Something about the way she says it, like she knows how silly it sounds but sticks with it anyway, makes my eyes well and my mouth tick up. “I’m sorry.”
“You should be,” she retorts but the words come out thick with emotion.
I try to swallow, but it hurts. Rosie responds to my wince with a cup of water and a straw to my lips, and I struggle to sit upright before I take a sip.
“Are you hurt?” I ask, my focus drifting until it snags on the blood staining Rosie’s dress. There’s a bandage wrapped around her upper arm, and the machine beside us starts beeping erratically.
Rosie hurries to stroke my hair. “Shh. It’s okay. I’m fine. The bullet barely grazed me. It doesn’t even need stitches. I’ve also got a slight bump to the head where I fell against the wall, but I’ve had every scan and test available. The doctor says it’s nothing to be concerned about.”

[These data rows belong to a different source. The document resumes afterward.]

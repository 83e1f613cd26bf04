/// Discord snowflakes use 63 bits at most, so they survive the trip through `BIGINT`.
macro_rules! i64_from_id {
    ($id:expr) => {{
        let raw: u64 = $id.0;
        #[allow(clippy::cast_possible_wrap)]
        let raw: i64 = ::core::convert::identity::<u64>(raw) as i64;
        raw
    }};
}

macro_rules! id_from_i64 {
    ($id_type:ident, $raw:expr) => {{
        #[allow(clippy::cast_sign_loss)]
        let raw: u64 = ::core::convert::identity::<i64>($raw) as u64;
        $id_type(raw)
    }};
}

// Exporting the macro
// https://stackoverflow.com/questions/26731243/how-do-i-use-a-macro-across-module-files/67140319#67140319
pub(crate) use i64_from_id;
pub(crate) use id_from_i64;
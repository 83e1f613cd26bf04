use std::collections::HashSet;

use serenity::{
    framework::standard::{
        help_commands,
        macros::{group, help},
        Args, CommandGroup, CommandResult, HelpOptions,
    },
    model::prelude::{Message, UserId},
    prelude::Context,
};

mod ping;
mod rewardrole;
mod stop;

use ping::PING_COMMAND;
use rewardrole::REWARDROLE_COMMAND;
use stop::STOP_COMMAND;

pub(crate) use rewardrole::finish_reset;

#[group]
#[commands(ping, stop)]
struct General;

#[group]
#[only_in(guilds)]
#[required_permissions("MANAGE_GUILD")]
#[commands(rewardrole)]
struct RewardRoles;

#[help]
#[individual_command_tip = "Pass a command name as argument to learn more about it."]
#[command_not_found_text = "Could not find: `{}`."]
#[max_levenshtein_distance(3)]
#[indention_prefix = "+"]
// Admin-only commands are hidden from members who cannot run them.
#[lacking_permissions = "Hide"]
#[lacking_role = "Hide"]
#[wrong_channel = "Strike"]
async fn bot_help(
    context: &Context,
    msg: &Message,
    args: Args,
    help_options: &'static HelpOptions,
    groups: &[&'static CommandGroup],
    owners: HashSet<UserId>,
) -> CommandResult {
    let _ = help_commands::with_embeds(context, msg, args, help_options, groups, owners).await;
    Ok(())
}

I wonder briefly why nobody has brought her clean clothes to wear, then realize I have no idea how much time has passed. I don’t have the energy to ask right now, so I close my eyes, breathing slowly through the easing panic and rising pain. And guilt. So much guilt.
“I’m so sorry, Rosie.”
“Oh, baby. What for?”
“For missing the signs. For not realizing before it was too late that Lauren was a threat to you. I was distracted. I was too busy loving you when I should have been protecting you, and I got my priorities all backward. If anything had happened to you…”
I trail off with a broken groan.
“But it didn’t,” Rosie says as she lowers herself into the plastic-upholstered chair by the bed. She picks up my hand again, taking care not to disturb the tubes wrapped around my wrist, and carefully kisses my fingers. Her tears hit my knuckles in warm, wet splashes.
“Please don’t cry,” I beg. “Please.”
“I’ve never been so afraid in my entire life,” she confesses, head bowed and gasping in breaths between choked-back sobs.
Rage for Lauren and what she put Rosie through fires in my system, barely dulled by the pain medication. “Lauren is going to pay for what she did today,” I growl. “I promise I won’t rest until—”
“She was arrested,” Rosie interrupts. “She’s going away for a very long time, but that’s not what I meant. I wasn’t afraid of Lauren. I was afraid I’d lost you and I—I—couldn’t—”
She can’t talk through her tears, and my heart breaks into a thousand pieces, shattered into oblivion by regret for all the things I did wrong this last month. And frustration at all the choices I made that led us here. And devastation that Rosie trusted me to keep her safe and I failed. Worse. She handed me her heart believing I would never break it and I’m watching it fracture before my eyes.
I sweep my fingertips over her cheek as best I can with all the machines and sedatives hindering my coordination. “Marry me,” I say.
Rosie’s head jerks up and her baby blue eyes, red-rimmed and watery, grow wide. “What?”